Chaos bei UNO-Menschenrechtskommission

Die diesjährige Sitzung wird unmittelbar nach Beginn wegen des Streits über neuen Menschenrechtsrat vertagt

GENF taz ■ Premiere in der UNO: Die seit 1948 existierende Menschenrechtskommission in Genf vertagte gestern ihre 62. Jahrestagung unmittelbar nach der Eröffnung um zunächst eine Woche auf kommenden Montag.

Hintergrund dieser außergewöhnlichen, von den 53 Mitgliedsstaaten im Konsens gefassten Entscheidung ist der anhaltende Widerstand der USA gegen den Resolutionsentwurf zur Schaffung eines neuen Menschenrechtsrates. Er soll die bisherige Kommission ersetzen. Die Verabschiedung dieses nach fünfmonatigen intensiven Verhandlungen am 23. Februar vorgelegten Resolutionsentwurfes durch die UNO-Generalversammlung hatte deren Präsident Jan Eiliasson wegen der Einwände der Bush-Administration am letzten Freitag bereits zum zweiten Mal kurzfristig von der Tagesordnung abgesetzt.

Damit war die Planung in Frage gestellt, wonach die Menschenrechtskommission nur noch eine kurze Jahrestagung zu ihrer eigenen Abwicklung durchführt und im Mai dann der neue Menschenrechtsrat seine Arbeit aufnimmt. Als einziger der 191 UNO-Mitgliedsstaaten wollen die USA bei der Abstimmung in der Generalversammlung gegen den Resolutionsentwurf stimmen, sollte diese nicht noch erheblich verändert werden. So verlangt die Bush-Administration, dass die USA und die anderen vier ständigen Mitglieder des UNO-Sicherheitsrates (Russland, China, Frankreich und Großbritannien) auch dem neuen, aus 47 Staaten bestehenden Menschenrechtsrat automatisch angehören sollen.

Für die Wahl der übrigen 42 Mitglieder durch die Generalversammlung will Washington die Hürde der Zweidrittelmehrheit statt der im Resolutionsentwurf vorgesehenen absoluten Mehrheit. Schließlich fordern die USA, Staaten, gegen die es Sanktionen des Sicherheitsrates gibt, von der Kandidatur für den Menschenrechtsrat auszuschließen. Eliasson hatte angesichts der überwältigenden Zustimmung unter den 191 UNO-Staaten zu dem von ihm präsentierten Resolutionsentwurf zwar Neuverhandlungen über den Text entschieden abgelehnt.

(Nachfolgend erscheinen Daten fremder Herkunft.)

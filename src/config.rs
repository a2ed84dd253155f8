use crate::api_keys::KeySource;
use crate::error_handling::display_warning;
use crate::logging::LogCategory;
use crate::log_warning;
use crate::providers::ProviderType;
use anyhow::{anyhow, Result};
use serde::{Deserialize, Serialize};
use serde_json::Value;
use std::fs;
use std::path::{Path, PathBuf};
use std::time::Duration;

#[derive(Debug, Clone, Serialize, Deserialize, PartialEq)]
pub struct Config {
    /// `openai`, `anthropic` or `ollama`; unset picks the first provider with credentials
    #[serde(default)]
    pub preferred_api: Option<String>,

    #[serde(default = "default_openai_model")]
    pub openai_model: String,

    #[serde(default = "default_openai_url")]
    pub openai_url: String,

    #[serde(default = "default_anthropic_model")]
    pub anthropic_model: String,

    #[serde(default = "default_ollama_model")]
    pub ollama_model: String,

    #[serde(default = "default_ollama_url")]
    pub ollama_url: String,

    /// Milliseconds allowed for one language-model call
    #[serde(default = "default_ai_timeout")]
    pub ai_timeout: u64,

    #[serde(default = "default_command_timeout_secs")]
    pub command_timeout_secs: u64,

    #[serde(default)]
    pub username: Option<String>,

    #[serde(default = "default_show_boot_splash")]
    pub show_boot_splash: bool,
}

fn default_openai_model() -> String {
    "gpt-4o-mini".to_string()
}

fn default_openai_url() -> String {
    "https://api.openai.com".to_string()
}

fn default_anthropic_model() -> String {
    "claude-3-5-sonnet-latest".to_string()
}

fn default_ollama_model() -> String {
    "llama3".to_string()
}

fn default_ollama_url() -> String {
    "http://localhost:11434".to_string()
}

fn default_ai_timeout() -> u64 {
    120000
}

fn default_command_timeout_secs() -> u64 {
    300
}

fn default_show_boot_splash() -> bool {
    true
}

impl Default for Config {
    fn default() -> Self {
        Self {
            preferred_api: None,
            openai_model: default_openai_model(),
            openai_url: default_openai_url(),
            anthropic_model: default_anthropic_model(),
            ollama_model: default_ollama_model(),
            ollama_url: default_ollama_url(),
            ai_timeout: default_ai_timeout(),
            command_timeout_secs: default_command_timeout_secs(),
            username: None,
            show_boot_splash: default_show_boot_splash(),
        }
    }
}

/// Provider chosen at startup, with whatever credentials were found
#[derive(Debug, Clone, PartialEq, Eq)]
pub struct ProviderSelection {
    pub api: ProviderType,
    pub model: String,
    pub openai_key: Option<String>,
    pub anthropic_key: Option<String>,
}

impl Config {
    /// Load `~/.webwright/config.json`, writing defaults when it is missing
    pub fn load() -> Self {
        match Self::default_path() {
            Some(path) => Self::load_from(&path),
            None => Self::default(),
        }
    }

    /// `~/.webwright/config.json`
    pub fn default_path() -> Option<PathBuf> {
        webwright_dir().map(|dir| dir.join("config.json"))
    }

    /// Re-read an existing file without warnings or writes
    pub fn reload_from(path: &Path) -> Result<Self> {
        let content = fs::read_to_string(path)?;
        let config: Config = serde_json::from_str(&content)?;
        config.validate()?;
        Ok(config)
    }

    /// `(setting, old, new)` for every field that differs from `previous`
    pub fn changes_from(&self, previous: &Config) -> Vec<(String, String, String)> {
        let (Ok(Value::Object(new)), Ok(Value::Object(old))) =
            (serde_json::to_value(self), serde_json::to_value(previous))
        else {
            return Vec::new();
        };

        new.iter()
            .filter(|(key, value)| old.get(key.as_str()) != Some(*value))
            .map(|(key, value)| {
                let before = old.get(key.as_str()).map(display_value).unwrap_or_default();
                (key.clone(), before, display_value(value))
            })
            .collect()
    }

    /// Load from `path`. Unreadable or invalid files fall back to defaults.
    pub fn load_from(path: &Path) -> Self {
        if !path.exists() {
            return Self::create_default_config(Some(path));
        }

        let content = match fs::read_to_string(path) {
            Ok(content) => content,
            Err(e) => {
                warn_invalid(&format!("Failed to read configuration: {}", e));
                return Self::default();
            }
        };

        match serde_json::from_str::<Config>(&content) {
            Ok(config) => match config.validate() {
                Ok(()) => config,
                Err(e) => {
                    warn_invalid(&format!("Invalid configuration detected: {}", e));
                    Self::default()
                }
            },
            Err(e) => {
                warn_invalid(&format!("Failed to parse configuration: {}", e));
                Self::default()
            }
        }
    }

    fn create_default_config(path: Option<&Path>) -> Self {
        let config = Self::default();

        if let Some(path) = path {
            if let Err(e) = config.save_to(path) {
                log_warning!(
                    LogCategory::Configuration,
                    format!("Could not write default configuration: {}", e)
                );
            }
        }

        config
    }

    pub fn validate(&self) -> Result<()> {
        if self.ai_timeout == 0 {
            return Err(anyhow!("ai_timeout must be greater than 0"));
        }
        if self.ai_timeout > 600000 {
            return Err(anyhow!("ai_timeout cannot exceed 10 minutes (600000ms)"));
        }

        if self.command_timeout_secs == 0 {
            return Err(anyhow!("command_timeout_secs must be greater than 0"));
        }
        if self.command_timeout_secs > 3600 {
            return Err(anyhow!("command_timeout_secs cannot exceed 1 hour (3600s)"));
        }

        for (name, url) in [("openai_url", &self.openai_url), ("ollama_url", &self.ollama_url)] {
            if !url.starts_with("http://") && !url.starts_with("https://") {
                return Err(anyhow!("{} must be a valid HTTP/HTTPS URL", name));
            }
        }

        for (name, model) in [
            ("openai_model", &self.openai_model),
            ("anthropic_model", &self.anthropic_model),
            ("ollama_model", &self.ollama_model),
        ] {
            if model.trim().is_empty() {
                return Err(anyhow!("{} cannot be empty", name));
            }
        }

        Ok(())
    }

    pub fn save_to(&self, path: &Path) -> Result<()> {
        self.validate()?;

        if let Some(parent) = path.parent() {
            fs::create_dir_all(parent)?;
        }
        fs::write(path, serde_json::to_string_pretty(self)?)?;
        Ok(())
    }

    pub fn ai_timeout(&self) -> Duration {
        Duration::from_millis(self.ai_timeout)
    }

    pub fn command_timeout(&self) -> Duration {
        Duration::from_secs(self.command_timeout_secs)
    }

    pub fn model_for(&self, api: ProviderType) -> &str {
        match api {
            ProviderType::OpenAi => &self.openai_model,
            ProviderType::Anthropic => &self.anthropic_model,
            ProviderType::Ollama => &self.ollama_model,
        }
    }

    /// Configured name, else the login name, else "user"
    pub fn get_username(&self) -> String {
        self.username
            .clone()
            .filter(|name| !name.trim().is_empty())
            .or_else(|| std::env::var("USER").ok())
            .or_else(|| std::env::var("USERNAME").ok())
            .unwrap_or_else(|| "user".to_string())
    }

    /// Pick the provider for this session.
    ///
    /// The error is the exact line to print before exiting with status 1.
    pub fn determine_api_to_use(&self, keys: &dyn KeySource) -> std::result::Result<ProviderSelection, String> {
        let openai_key = keys.key_for(ProviderType::OpenAi);
        let anthropic_key = keys.key_for(ProviderType::Anthropic);

        let api = match self.preferred_api.as_deref().map(str::trim) {
            Some(name) if !name.is_empty() => name
                .parse::<ProviderType>()
                .map_err(|_| "No AI provider selected. Exiting program.".to_string())?,
            _ => {
                if openai_key.is_some() {
                    ProviderType::OpenAi
                } else if anthropic_key.is_some() {
                    ProviderType::Anthropic
                } else {
                    ProviderType::Ollama
                }
            }
        };

        match api {
            ProviderType::OpenAi if openai_key.is_none() => {
                return Err("Error: OpenAI selected but OPENAI_API_KEY is not configured.".to_string())
            }
            ProviderType::Anthropic if anthropic_key.is_none() => {
                return Err(
                    "Error: Anthropic selected but ANTHROPIC_API_KEY is not configured.".to_string(),
                )
            }
            _ => {}
        }

        Ok(ProviderSelection {
            api,
            model: self.model_for(api).to_string(),
            openai_key,
            anthropic_key,
        })
    }
}

fn display_value(value: &Value) -> String {
    match value {
        Value::Null => "unset".to_string(),
        Value::String(text) => text.clone(),
        other => other.to_string(),
    }
}

/// `~/.webwright`, home of the config, log and history files
pub fn webwright_dir() -> Option<PathBuf> {
    dirs::home_dir().map(|home| home.join(".webwright"))
}

fn warn_invalid(message: &str) {
    display_warning(&format!("{}. Using safe defaults.", message));
    log_warning!(LogCategory::Configuration, message);
}
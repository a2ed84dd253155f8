//! Webwright: an interactive shell that runs commands directly or translates
//! plain English into them.

pub mod api_keys;
pub mod boot;
pub mod config;
pub mod error_handling;
pub mod executor;
pub mod history;
pub mod input_buffer;
pub mod interrupt;
pub mod logging;
pub mod os_context;
pub mod parser;
pub mod prompt;
pub mod providers;
pub mod quoting;
pub mod render;
pub mod shell;
pub mod state;
pub mod translator;
pub mod triage;
impl ProviderManager {
    pub fn new(timeout: Duration) -> Self {
        let mut retry_limits = HashMap::new();
        retry_limits.insert(ProviderType::Ollama, 2);
        retry_limits.insert(ProviderType::OpenAi, 1);
        retry_limits.insert(ProviderType::Anthropic, 1);

        let mut circuit_breakers = HashMap::new();
        circuit_breakers.insert(
            ProviderType::Ollama,
            CircuitBreaker::new(5, Duration::from_secs(30)),
        );
        for cloud in [ProviderType::OpenAi, ProviderType::Anthropic] {
            circuit_breakers.insert(cloud, CircuitBreaker::new(3, Duration::from_secs(15)));
        }

        Self {
            providers: Vec::new(),
            fallback_chain: ProviderType::ALL.to_vec(),
            retry_limits,
            circuit_breakers,
            timeout,
        }
    }

    pub fn add_provider(&mut self, provider: Box<dyn AIProvider>) {
        self.providers.push(provider);
    }

    /// Move `preferred` to the front of the fallback chain
    pub fn switch_provider_preference(&mut self, preferred: ProviderType) {
        self.fallback_chain.retain(|t| *t != preferred);
        self.fallback_chain.insert(0, preferred);
    }

    pub fn has_providers(&self) -> bool {
        !self.providers.is_empty()
    }

    /// Name and model of the first provider in the fallback chain
    pub fn active_provider(&self) -> Option<(ProviderType, &str)> {
        self.fallback_chain
            .iter()
            .find_map(|t| self.get_provider_by_type(*t))
            .map(|p| (p.get_provider_type(), p.get_model()))
    }

    pub fn get_provider_by_type(&self, provider_type: ProviderType) -> Option<&dyn AIProvider> {
        self.providers
            .iter()
            .find(|p| p.get_provider_type() == provider_type)
            .map(|p| p.as_ref())
    }

    /// Send `request` to the first provider that answers
    pub async fn get_response(&mut self, request: &ChatRequest) -> Result<String> {
        let mut last_error = None;
        let fallback_chain = self.fallback_chain.clone();

        for provider_type in fallback_chain {
            if self.get_provider_by_type(provider_type).is_none() {
                continue;
            }

            if let Some(circuit_breaker) = self.circuit_breakers.get_mut(&provider_type) {
                if !circuit_breaker.can_execute() {
                    log_warning!(
                        LogCategory::Provider,
                        format!("Skipping {}: circuit open", provider_type)
                    );
                    continue;
                }
            }

            let retry_limit = (*self.retry_limits.get(&provider_type).unwrap_or(&1)).max(1);

            for attempt in 0..retry_limit {
                let started = Instant::now();
                let result = match self.get_provider_by_type(provider_type) {
                    Some(provider) => {
                        tokio::time::timeout(self.timeout, provider.generate_response(request))
                            .await
                    }
                    None => break,
                };
                let elapsed_ms = started.elapsed().as_millis() as u64;

                match result {
                    Ok(Ok(response)) => {
                        record_operation(provider_type, elapsed_ms, true);
                        if let Some(circuit_breaker) = self.circuit_breakers.get_mut(&provider_type) {
                            circuit_breaker.record_success();
                        }
                        return Ok(response);
                    }
                    Ok(Err(e)) => {
                        record_operation(provider_type, elapsed_ms, false);
                        log_debug!(LogCategory::Provider, format!("{} error: {}", provider_type, e));
                        last_error = Some(e);

                        if attempt + 1 < retry_limit {
                            let backoff = Duration::from_millis(100 * (attempt as u64 + 1));
                            tokio::time::sleep(backoff).await;
                        }
                    }
                    Err(_) => {
                        record_operation(provider_type, elapsed_ms, false);
                        last_error = Some(anyhow!(
                            "Provider {} timed out after {}s",
                            provider_type,
                            self.timeout.as_secs()
                        ));
                        break;
                    }
                }
            }

            if let Some(circuit_breaker) = self.circuit_breakers.get_mut(&provider_type) {
                circuit_breaker.record_failure();
            }
        }

        Err(last_error.unwrap_or_else(|| anyhow!("No providers available")))
    }
}
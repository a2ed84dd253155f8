use colored::*;
use std::fmt;

/// Error with actionable suggestions for the person at the prompt
#[derive(Debug, Clone)]
pub struct UserFriendlyError {
    pub error_type: ErrorType,
    pub message: String,
    pub suggestions: Vec<String>,
    pub technical_details: Option<String>,
}

#[derive(Debug, Clone, Copy, PartialEq, Eq)]
pub enum ErrorType {
    Connection,
    Authentication,
    RateLimit,
    Timeout,
    Provider,
    Configuration,
    General,
}

impl ErrorType {
    fn icon(&self) -> &'static str {
        match self {
            ErrorType::Connection => "🔌",
            ErrorType::Authentication => "🔐",
            ErrorType::RateLimit => "🚦",
            ErrorType::Timeout => "⏱️",
            ErrorType::Provider => "🤖",
            ErrorType::Configuration => "⚙️",
            ErrorType::General => "❌",
        }
    }

    fn title(&self) -> &'static str {
        match self {
            ErrorType::Connection => "Connection Error",
            ErrorType::Authentication => "Authentication Error",
            ErrorType::RateLimit => "Rate Limit",
            ErrorType::Timeout => "Timeout Error",
            ErrorType::Provider => "AI Provider Error",
            ErrorType::Configuration => "Configuration Error",
            ErrorType::General => "Error",
        }
    }
}

impl UserFriendlyError {
    pub fn new(error_type: ErrorType, message: &str) -> Self {
        Self {
            error_type,
            message: message.to_string(),
            suggestions: Vec::new(),
            technical_details: None,
        }
    }

    pub fn with_suggestions(mut self, suggestions: &[&str]) -> Self {
        self.suggestions
            .extend(suggestions.iter().map(|s| s.to_string()));
        self
    }

    pub fn with_technical_details(mut self, details: String) -> Self {
        self.technical_details = Some(details);
        self
    }

    /// Print to stderr with colors
    pub fn display(&self) {
        eprintln!(
            "{} {}: {}",
            self.error_type.icon(),
            self.error_type.title().bold().red(),
            self.message
        );

        if !self.suggestions.is_empty() {
            eprintln!("{}", "Suggested solutions:".bold().yellow());
            for (i, suggestion) in self.suggestions.iter().enumerate() {
                eprintln!("  {}. {}", (i + 1).to_string().green(), suggestion);
            }
        }

        if let Some(details) = &self.technical_details {
            eprintln!("   {}", details.dimmed());
        }
    }
}

impl fmt::Display for UserFriendlyError {
    fn fmt(&self, f: &mut fmt::Formatter<'_>) -> fmt::Result {
        write!(f, "{}", self.message)
    }
}

impl std::error::Error for UserFriendlyError {}

/// Classify a translation failure and attach suggestions
pub fn enhance_error(error: &anyhow::Error) -> UserFriendlyError {
    let error_msg = error.to_string().to_lowercase();
    let details = error.to_string();

    if error_msg.contains("authentication")
        || error_msg.contains("unauthorized")
        || error_msg.contains("api key")
    {
        return UserFriendlyError::new(ErrorType::Authentication, "The AI provider rejected the credentials")
            .with_suggestions(&[
                "Check OPENAI_API_KEY or ANTHROPIC_API_KEY in your environment",
                "Verify the key has not expired or been revoked",
                "Switch preferred_api in ~/.webwright/config.json to another provider",
            ])
            .with_technical_details(details);
    }

    if error_msg.contains("rate limit") || error_msg.contains("too many requests") {
        return UserFriendlyError::new(ErrorType::RateLimit, "Rate limit exceeded for AI provider")
            .with_suggestions(&[
                "Wait a moment and try again",
                "Use a local Ollama model to avoid rate limits",
                "Check your API usage limits",
            ])
            .with_technical_details(details);
    }

    if error_msg.contains("timed out") || error_msg.contains("timeout") {
        return UserFriendlyError::new(ErrorType::Timeout, "Request timed out while waiting for AI response")
            .with_suggestions(&[
                "Try again - the AI provider might be temporarily busy",
                "Raise ai_timeout in ~/.webwright/config.json",
                "Try a shorter request",
            ])
            .with_technical_details(details);
    }

    if error_msg.contains("connection refused")
        || error_msg.contains("failed to connect")
        || error_msg.contains("dns")
        || error_msg.contains("network")
    {
        return UserFriendlyError::new(ErrorType::Connection, "Unable to connect to AI provider")
            .with_suggestions(&[
                "Ensure Ollama is running: ollama serve",
                "Check the provider URL in ~/.webwright/config.json",
                "Verify your internet connection for cloud providers",
            ])
            .with_technical_details(details);
    }

    if error_msg.contains("config") {
        return UserFriendlyError::new(ErrorType::Configuration, "Configuration issue detected")
            .with_suggestions(&[
                "Review ~/.webwright/config.json",
                "Delete the file to regenerate defaults",
            ])
            .with_technical_details(details);
    }

    if error_msg.contains("provider") || error_msg.contains("model") {
        return UserFriendlyError::new(ErrorType::Provider, "The AI provider could not answer")
            .with_suggestions(&[
                "Check that the configured model exists: ollama list",
                "Install the default model: ollama pull llama3",
                "Ensure at least one provider is configured",
            ])
            .with_technical_details(details);
    }

    UserFriendlyError::new(ErrorType::General, "Translation failed")
        .with_suggestions(&["Try rephrasing the request", "Run the command directly instead"])
        .with_technical_details(details)
}

pub fn display_warning(message: &str) {
    println!("{} {}", "⚠️".yellow(), message.yellow());
}

/// Instruction-styled line, used for notices the shell prints between commands
pub fn display_info(message: &str) {
    println!("{}", message.cyan());
}

pub fn display_error(message: &str) {
    eprintln!("{}", message.red());
}
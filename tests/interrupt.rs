//! Ctrl-C during a running command. SIGINT is process-wide, so this runs in
//! its own test binary.
#![cfg(unix)]

use anyhow::{anyhow, Result};
use async_trait::async_trait;
use std::collections::BTreeMap;
use tempfile::TempDir;

use webwright::executor::{ShellExecutor, SystemProcessRunner};
use webwright::input_buffer::{ExternalInputs, InputBuffer};
use webwright::os_context::PlatformInfo;
use webwright::providers::{ChatRequest, LanguageModel};
use webwright::shell::{PromptIdentity, Session, SessionFlow};
use webwright::state::{SessionState, ShellEnv};
use webwright::translator::NlTranslator;

struct OfflineModel;

#[async_trait]
impl LanguageModel for OfflineModel {
    async fn complete(&mut self, _request: &ChatRequest) -> Result<String> {
        Err(anyhow!("offline"))
    }
}

struct NoInputs;

impl ExternalInputs for NoInputs {
    fn piped_stdin(&mut self) -> Option<String> {
        None
    }

    fn clipboard(&mut self) -> Option<String> {
        None
    }
}

fn session(dir: &TempDir) -> Session {
    let mut env = BTreeMap::new();
    if let Ok(path) = std::env::var("PATH") {
        env.insert("PATH".to_string(), path);
    }

    Session::new(
        SessionState::new(ShellEnv::new(dir.path().to_path_buf(), env)),
        ShellExecutor::new(Box::new(SystemProcessRunner::new())),
        NlTranslator::new(Box::new(OfflineModel)),
        InputBuffer::new(Box::new(NoInputs)),
        PlatformInfo::from_env(&BTreeMap::new()),
        PromptIdentity {
            username: "ada".to_string(),
            api: "ollama".to_string(),
            model: "llama3".to_string(),
        },
        None,
    )
}

#[tokio::test]
async fn test_sigint_stops_the_command_not_the_shell() {
    let dir = TempDir::new().unwrap();
    let mut session = session(&dir);

    session.handle_line("echo before").await.unwrap();
    assert_eq!(session.state().last.stdout, "before\n");

    // the child signals its parent, which is this process
    let flow = session.handle_line("kill -INT $PPID; sleep 2").await.unwrap();

    assert_eq!(flow, SessionFlow::Continue);
    assert_eq!(session.state().last.command, "echo before");

    session.handle_line("echo after").await.unwrap();
    assert_eq!(session.state().last.command, "echo after");
    assert_eq!(session.state().last.stdout, "after\n");
}
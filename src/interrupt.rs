//! Ctrl-C handling for the session.
//!
//! Once a listener is installed, SIGINT (or a console Ctrl-C on Windows) no
//! longer terminates the process. It is delivered to whichever await is
//! currently racing `recv`.

#[cfg(unix)]
type Listener = tokio::signal::unix::Signal;

#[cfg(windows)]
type Listener = tokio::signal::windows::CtrlC;

#[derive(Default)]
pub struct InterruptListener {
    listener: Option<Listener>,
}

impl InterruptListener {
    pub fn new() -> Self {
        Self::default()
    }

    /// Start listening. Must run inside the tokio runtime; repeated calls are no-ops.
    pub fn install(&mut self) -> std::io::Result<()> {
        if self.listener.is_none() {
            self.listener = Some(listen()?);
        }
        Ok(())
    }

    pub fn is_installed(&self) -> bool {
        self.listener.is_some()
    }

    /// Resolve on the next interrupt. Never resolves if listening is unavailable.
    pub async fn recv(&mut self) {
        if self.install().is_err() {
            return std::future::pending().await;
        }
        match self.listener.as_mut() {
            Some(listener) => {
                if listener.recv().await.is_none() {
                    std::future::pending::<()>().await;
                }
            }
            None => std::future::pending().await,
        }
    }

    /// Drop an interrupt that arrived while nothing was waiting for one
    pub async fn clear(&mut self) {
        tokio::select! {
            biased;
            _ = self.recv() => {}
            _ = std::future::ready(()) => {}
        }
    }
}

#[cfg(unix)]
fn listen() -> std::io::Result<Listener> {
    tokio::signal::unix::signal(tokio::signal::unix::SignalKind::interrupt())
}

#[cfg(windows)]
fn listen() -> std::io::Result<Listener> {
    tokio::signal::windows::ctrl_c()
}
use anyhow::Result;
use rustyline::error::ReadlineError;
use rustyline::history::DefaultHistory;
use rustyline::{Config, EditMode, Editor};

/// What one prompt read produced
#[derive(Debug, Clone, PartialEq, Eq)]
pub enum PromptEvent {
    Line(String),
    /// Ctrl-C at the prompt
    Interrupted,
    /// Ctrl-D or closed input
    Eof,
}

/// Interactive line source for the session loop
pub trait LineReader {
    /// Show `prompt` with `prefill` already typed after it
    fn read_line(&mut self, prompt: &str, prefill: &str) -> Result<PromptEvent>;

    /// Make `line` available to up-arrow recall
    fn add_history(&mut self, _line: &str) {}
}

/// rustyline-backed prompt
pub struct TerminalPrompt {
    editor: Editor<(), DefaultHistory>,
}

impl TerminalPrompt {
    /// Create the editor and seed its recall list, oldest first
    pub fn new(recall: &[String]) -> Result<Self> {
        let config = Config::builder()
            .edit_mode(EditMode::Emacs)
            .auto_add_history(false)
            .build();
        let mut editor = Editor::with_config(config)?;

        for line in recall {
            let _ = editor.add_history_entry(line.as_str());
        }

        Ok(Self { editor })
    }
}

impl LineReader for TerminalPrompt {
    fn read_line(&mut self, prompt: &str, prefill: &str) -> Result<PromptEvent> {
        let editor = &mut self.editor;
        let result = tokio::task::block_in_place(|| {
            if prefill.is_empty() {
                editor.readline(prompt)
            } else {
                editor.readline_with_initial(prompt, (prefill, ""))
            }
        });
        to_event(result)
    }

    fn add_history(&mut self, line: &str) {
        let _ = self.editor.add_history_entry(line);
    }
}

fn to_event(result: rustyline::Result<String>) -> Result<PromptEvent> {
    match result {
        Ok(line) => Ok(PromptEvent::Line(line)),
        Err(ReadlineError::Interrupted) => Ok(PromptEvent::Interrupted),
        Err(ReadlineError::Eof) => Ok(PromptEvent::Eof),
        Err(e) => Err(e.into()),
    }
}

Zugleich aber folgte er der Bitte einiger Staaten – darunter der EU-Länder – die Verabschiedung in der Generalversammlung hinauszuschieben. Diese Staaten wollen eine kontroverse Abstimmung und eine Nein-Stimme der USA unbedingt vermeiden. Wie sie aber ohne Veränderung des Resolutionstextes die USA für die Zustimmung gewinnen wollen, bleibt ein Rätsel.